Scorpion census: Researchers update global record of medically significant scorpions
Scorpions can be found at every corner of the globe and on six of the seven continents, from the southern tip of South America to the arid expanse of the Sahara Desert.
That makes any rigorous accounting of the world's venomous scorpions—and their various effects on human beings—an extremely tall task. But in a new study published in the journal Toxicon, a team of Florida State University researchers proved they were up to the challenge.
In their report, the team documented 104 species spanning dozens of countries, providing a vital update to the global record of medically significant scorpions, or scorpions whose venom could be alternately gravely harmful or medically beneficial to human beings.
Their work helps modernize the study of scorpion epidemiology and reveals important gaps in the processes by which scorpions are collected, identified and characterized.
"There's a lot of hype about scorpions, about how they can kill you or send you to the emergency room," said FSU doctoral candidate Micaiah Ward, who led the study. "In some cases, that's absolutely true. But there are over 2,200 species of scorpion. Only about 30 of them might put you in the hospital, and of those, symptoms vary based on age and health."
Scorpions, like scores of other species, evolved venom as a tool for defense and predation. Often, scorpions' venom will develop in response to specific adaptations in their predators or prey, triggering a spiraling co-evolutionary process that produces more lethal venom in the scorpions and more robust resistances in their adversaries.
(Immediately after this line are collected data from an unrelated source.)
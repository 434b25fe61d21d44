use dotenvy::dotenv;
use axum::{
    http::HeaderValue,
    routing::{get, post},
    Router,
};
use tower_http::cors::{AllowOrigin, Any, CorsLayer};
use tower_http::trace::{TraceLayer, DefaultMakeSpan, DefaultOnResponse};
use tracing::{info, warn, Level};
use tracing_subscriber::EnvFilter;
use std::sync::Arc;

mod config;
mod error;
mod handlers {
    pub mod analytics_handlers;
    pub mod contact_handlers;
}
mod models {
    pub mod contact_models;
    pub mod event_models;
}
mod repositories {
    pub mod event_repository;
}

use config::AppConfig;
use handlers::analytics_handlers;
use handlers::contact_handlers;
use repositories::event_repository::EventRepository;

async fn health_check() -> &'static str {
    "OK"
}

pub struct AppState {
    config: AppConfig,
    events: EventRepository,
}

impl AppState {
    pub fn new(config: AppConfig) -> Self {
        Self {
            events: EventRepository::new(config.event_buffer_size),
            config,
        }
    }
}

fn cors_layer(config: &AppConfig) -> CorsLayer {
    let origin = match config.frontend_url.as_deref().map(HeaderValue::from_str) {
        Some(Ok(url)) => AllowOrigin::exact(url),
        Some(Err(e)) => {
            warn!("FRONTEND_URL is not a valid origin ({}), allowing any origin", e);
            AllowOrigin::from(Any)
        }
        None => {
            if !config.is_development() {
                warn!("FRONTEND_URL not set outside development, allowing any origin");
            }
            AllowOrigin::from(Any)
        }
    };

    CorsLayer::new()
        .allow_methods([
            axum::http::Method::GET,
            axum::http::Method::POST,
            axum::http::Method::OPTIONS,
        ])
        .allow_origin(origin)
        .allow_headers([axum::http::header::CONTENT_TYPE])
}

pub fn app(state: Arc<AppState>) -> Router {
    Router::new()
        .route("/api/health", get(health_check))
        .route("/api/analytics/events", post(analytics_handlers::ingest_event))
        .route("/api/analytics/summary", get(analytics_handlers::get_summary))
        .route("/api/contact", post(contact_handlers::submit_contact))
        .layer(
            TraceLayer::new_for_http()
                .make_span_with(DefaultMakeSpan::new().level(Level::INFO))
                .on_response(DefaultOnResponse::new().level(Level::INFO))
        )
        .layer(cors_layer(&state.config))
        .with_state(state)
}

#[tokio::main]
async fn main() -> anyhow::Result<()> {
    dotenv().ok();

    // Initialize tracing
    tracing_subscriber::fmt()
        .with_env_filter(EnvFilter::try_from_default_env().unwrap_or_else(|_| EnvFilter::new("info")))
        .init();

    let config = AppConfig::from_env()?;
    let port = config.port;
    info!("Starting clinic backend in {} mode", config.environment);

    let state = Arc::new(AppState::new(config));
    let app = app(state);

    use tokio::net::TcpListener;

    let listener = TcpListener::bind(("0.0.0.0", port)).await?;
    info!("Listening on port {}", port);
    axum::serve(listener, app.into_make_service()).await?;
    Ok(())
}

#[cfg(test)]
mod tests {
    use super::*;
    use axum::{body::Body, http::{Request, StatusCode}};
    use tower::ServiceExt;

    #[tokio::test]
    async fn health_check_responds() {
        let app = app(Arc::new(AppState::new(AppConfig::default())));
        let response = app
            .oneshot(Request::builder().uri("/api/health").body(Body::empty()).unwrap())
            .await
            .unwrap();
        assert_eq!(response.status(), StatusCode::OK);
    }

    #[tokio::test]
    async fn cors_allows_configured_frontend() {
        let config = AppConfig {
            environment: "production".to_string(),
            frontend_url: Some("https://brightsmile.example".to_string()),
            ..AppConfig::default()
        };
        let app = app(Arc::new(AppState::new(config)));
        let response = app
            .oneshot(
                Request::builder()
                    .uri("/api/health")
                    .header("origin", "https://brightsmile.example")
                    .body(Body::empty())
                    .unwrap(),
            )
            .await
            .unwrap();
        assert_eq!(
            response.headers().get("access-control-allow-origin").map(|v| v.as_bytes()),
            Some("https://brightsmile.example".as_bytes())
        );
    }
}
use axum::Json;
use once_cell::sync::Lazy;
use regex::Regex;
use tracing::info;

use crate::error::AppError;
use crate::models::contact_models::{ContactRequest, ContactResponse};

static EMAIL_PATTERN: Lazy<Regex> = Lazy::new(|| {
    Regex::new(r"^[^\s@]+@[^\s@]+\.[^\s@]+$").expect("email pattern is valid")
});

fn validate_contact(req: &ContactRequest) -> Result<(), AppError> {
    let required = [
        ("name", &req.name),
        ("email", &req.email),
        ("phone", &req.phone),
        ("service", &req.service),
        ("preferred_date", &req.preferred_date),
    ];
    let missing: Vec<&str> = required
        .iter()
        .filter(|(_, value)| value.trim().is_empty())
        .map(|(field, _)| *field)
        .collect();
    if !missing.is_empty() {
        return Err(AppError::Validation(format!("missing required fields: {}", missing.join(", "))));
    }
    if !EMAIL_PATTERN.is_match(req.email.trim()) {
        return Err(AppError::Validation("email is not a valid address".to_string()));
    }
    Ok(())
}

pub async fn submit_contact(Json(req): Json<ContactRequest>) -> Result<Json<ContactResponse>, AppError> {
    validate_contact(&req)?;

    info!(
        service = %req.service,
        preferred_date = %req.preferred_date,
        new_patient = req.new_patient,
        "Appointment request received"
    );

    Ok(Json(ContactResponse {
        message: format!("Thanks {}, we will call you to confirm your {} visit.", req.name.trim(), req.service),
    }))
}

#[cfg(test)]
mod tests {
    use super::*;

    fn request() -> ContactRequest {
        ContactRequest {
            name: "Ada Lovelace".to_string(),
            email: "ada@example.com".to_string(),
            phone: "555-0100".to_string(),
            service: "cleaning".to_string(),
            preferred_date: "2026-11-02".to_string(),
            preferred_time: String::new(),
            message: String::new(),
            new_patient: true,
        }
    }

    #[test]
    fn accepts_complete_request() {
        assert!(validate_contact(&request()).is_ok());
    }

    #[test]
    fn lists_missing_fields() {
        let mut req = request();
        req.phone = " ".to_string();
        req.service.clear();
        let err = validate_contact(&req).unwrap_err();
        assert_eq!(err.to_string(), "missing required fields: phone, service");
    }

    #[test]
    fn rejects_malformed_email() {
        let mut req = request();
        req.email = "ada.example.com".to_string();
        assert!(validate_contact(&req).is_err());
    }

    #[tokio::test]
    async fn responds_with_confirmation() {
        let Json(response) = submit_contact(Json(request())).await.unwrap();
        assert!(response.message.contains("cleaning"));
    }
}
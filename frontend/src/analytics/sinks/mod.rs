use std::cell::Cell;

use log::debug;
use thiserror::Error;

use super::environment::EnvironmentSnapshot;
use super::event::{Event, Purchase};

mod gtag;
mod remote;
mod replay;

pub use gtag::GtagSink;
pub use remote::RemoteSink;
pub use replay::SessionReplaySink;

#[derive(Debug, Error)]
pub enum SinkError {
    #[error("failed to encode payload: {0}")]
    Encode(String),
    #[error("script call failed: {0}")]
    Script(String),
}

/// Downstream consumer of tracked events.
///
/// Implementations own the knowledge of whether their backing library is
/// present and succeed silently when it is not. The tracker logs and drops
/// every error they return.
pub trait Sink {
    fn name(&self) -> &'static str;

    fn setup(&self, _env: &EnvironmentSnapshot) -> Result<(), SinkError> {
        Ok(())
    }

    fn deliver(&self, event: &Event) -> Result<(), SinkError>;

    fn deliver_purchase(&self, _purchase: &Purchase) -> Result<(), SinkError> {
        Ok(())
    }
}

pub(crate) fn js_error(value: wasm_bindgen::JsValue) -> SinkError {
    SinkError::Script(format!("{:?}", value))
}

/// Notes once per sink that its script is absent, e.g. blocked by an ad blocker.
pub(crate) struct MissingScript {
    script: &'static str,
    noted: Cell<bool>,
}

impl MissingScript {
    pub(crate) fn new(script: &'static str) -> Self {
        Self {
            script,
            noted: Cell::new(false),
        }
    }

    pub(crate) fn note(&self) {
        if !self.noted.replace(true) {
            debug!("{} is not loaded on this page, skipping", self.script);
        }
    }
}
//! Taste profile aggregation
//!
//! Rebuilds a user's taste vector from their journal history. Entries are
//! weighted by engagement (how strongly the user reacted) and temporal
//! decay, then averaged per axis into a single profile vector.

use crate::types::{LoggedExperience, TasteVector, AXIS_COUNT};
use crate::PalateConfig;
use chrono::{DateTime, Utc};
use ndarray::Array1;
use savora_core::Result;
use uuid::Uuid;

const ENGAGEMENT_SATISFACTION_WEIGHT: f32 = 0.5;
const ENGAGEMENT_COMFORT_WEIGHT: f32 = 0.2;
const ENGAGEMENT_EXCITEMENT_WEIGHT: f32 = 0.2;
const ENGAGEMENT_NOSTALGIA_WEIGHT: f32 = 0.1;
const FAVORITE_BONUS: f32 = 0.2;
const IMPLICIT_ENGAGEMENT: f32 = 0.5;
const DECAY_WINDOW_DAYS: f32 = 30.0;

/// A user's current palate, as owned by the caller's storage layer
#[derive(Debug, Clone)]
pub struct TasteProfile {
    pub user_id: Uuid,
    pub vector: TasteVector,
    pub experience_count: usize,
    pub updated_at: DateTime<Utc>,
}

impl TasteProfile {
    pub fn new(user_id: Uuid) -> Self {
        Self {
            user_id,
            vector: TasteVector::neutral(),
            experience_count: 0,
            updated_at: Utc::now(),
        }
    }
}

/// Rebuild a taste vector from journal history
///
/// - Filters entries whose engagement falls below the configured threshold
/// - Applies temporal decay (`decay_rate^(days/30)`)
/// - Weights each dish vector by engagement and decay
/// - Averages per axis
///
/// Empty or fully-filtered history yields the neutral vector.
pub struct BuildTasteVector;

impl BuildTasteVector {
    pub fn execute(
        user_id: Uuid,
        experiences: &[LoggedExperience],
        now: DateTime<Utc>,
        config: &PalateConfig,
    ) -> Result<TasteVector> {
        let mut weighted_entries = Vec::new();

        for experience in experiences {
            let engagement = Self::engagement_weight(experience);

            // Skip entries the user barely reacted to
            if engagement < config.min_engagement_threshold {
                continue;
            }

            let days_since = (now - experience.logged_at).num_days().max(0) as f32;
            let decay_weight = config.decay_rate.powf(days_since / DECAY_WINDOW_DAYS);

            weighted_entries.push((experience.dish_vector, engagement * decay_weight));
        }

        let total_weight: f32 = weighted_entries.iter().map(|(_, w)| w).sum();

        if weighted_entries.is_empty() || total_weight == 0.0 {
            tracing::debug!(%user_id, "no usable journal history, using neutral palate");
            return Ok(TasteVector::neutral());
        }

        let mut aggregated = Array1::<f32>::zeros(AXIS_COUNT);
        for (vector, weight) in &weighted_entries {
            let normalized_weight = weight / total_weight;
            let axis_array = Array1::from_vec(vector.to_array().to_vec());
            aggregated = aggregated + &(axis_array * normalized_weight);
        }

        let mut scores = [0.0f32; AXIS_COUNT];
        for (slot, value) in scores.iter_mut().zip(aggregated.iter()) {
            *slot = *value;
        }

        tracing::debug!(
            %user_id,
            kept = weighted_entries.len(),
            total = experiences.len(),
            "rebuilt taste vector from journal history"
        );

        Ok(TasteVector::from_scores_clamped(scores))
    }

    /// Engagement weight for one journal entry, in [0, 1]
    ///
    /// A satisfaction-led blend of the emotional response, with a bonus
    /// for entries the user marked as a favorite. Entries without a
    /// response fall back to a middling implicit weight.
    pub fn engagement_weight(experience: &LoggedExperience) -> f32 {
        let mut weight = match &experience.response {
            Some(response) => {
                (response.satisfaction() / 10.0) * ENGAGEMENT_SATISFACTION_WEIGHT
                    + (response.comfort() / 10.0) * ENGAGEMENT_COMFORT_WEIGHT
                    + (response.excitement() / 10.0) * ENGAGEMENT_EXCITEMENT_WEIGHT
                    + (response.nostalgia() / 10.0) * ENGAGEMENT_NOSTALGIA_WEIGHT
            }
            None => IMPLICIT_ENGAGEMENT,
        };

        if experience.favorite {
            weight += FAVORITE_BONUS;
        }

        weight.clamp(0.0, 1.0)
    }
}

/// Rebuild cadence as a user's journal grows
pub struct ProgressiveRefresh;

impl ProgressiveRefresh {
    /// Rebuild the stored vector every 5 logged experiences
    pub fn should_rebuild_vector(experience_count: usize) -> bool {
        experience_count > 0 && experience_count % 5 == 0
    }
}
For this study, Ward and her colleagues conducted an exhaustive review of existing research in an effort to compile a comprehensive catalog of medically significant scorpions, their native locations and the severity of their symptoms. Their review shows that, while scorpions have propagated successfully throughout the globe, the most dangerous species appear in clustered hotspots.
"Most of the really harmful scorpions, the types that induce symptoms that could be fatal if not properly treated, are distributed throughout Asia, the Middle East, some in Africa, very few in the United States and quite a few in South America, particularly Brazil," Ward said.
A dangerous cocktail of tiny neurotoxic peptides gives some scorpion venom a decidedly unfriendly edge, but other scorpions produce venom that humans have learned to use to their advantage. One Iranian species produces a toxin that scientists suggest could be used to treat brain tumors, despite a name that sounds more malevolent than medicinal.
"It's common name is the deathstalker scorpion," Ward said "It produces a toxin that targets certain brain tumors to stop their growth. It's also called 'tumor paint' because they can use it to highlight a tumor before surgery so that they cut out all the parts of the tumor without leaving anything behind."
In addition to cataloging and mapping medically significant scorpions, the researchers' review also functioned as an investigation into the mechanisms of scorpion research itself. Their report revealed a number of disconnects between the many disciplines studying these species. Clinicians treating scorpion stings, Ward said, rarely communicate with scientists studying the properties of scorpions' venom or the nature of their habitats. The result was frequent discrepancies in the data.
"That was the biggest challenge," Ward said. "We were finding a bunch of reports for scorpions that were blown way out of proportion or that had the wrong species name. We tried to do our best with the updated phylogenies of different families of scorpions and where they are. It's not perfect, and it will change as we get more data."
How to go about collecting more reliable data? Ward said all citizen scientists can have a part to play.
"The first thing to do if you get stung by a scorpion is to stay calm," she said. "If you can, try to take a picture of the scorpion or put it in a cup and bring it to the emergency room with you. They can send it to a museum or somewhere where they can properly identify that species and associate it with the specific symptoms that you have. That's what we need."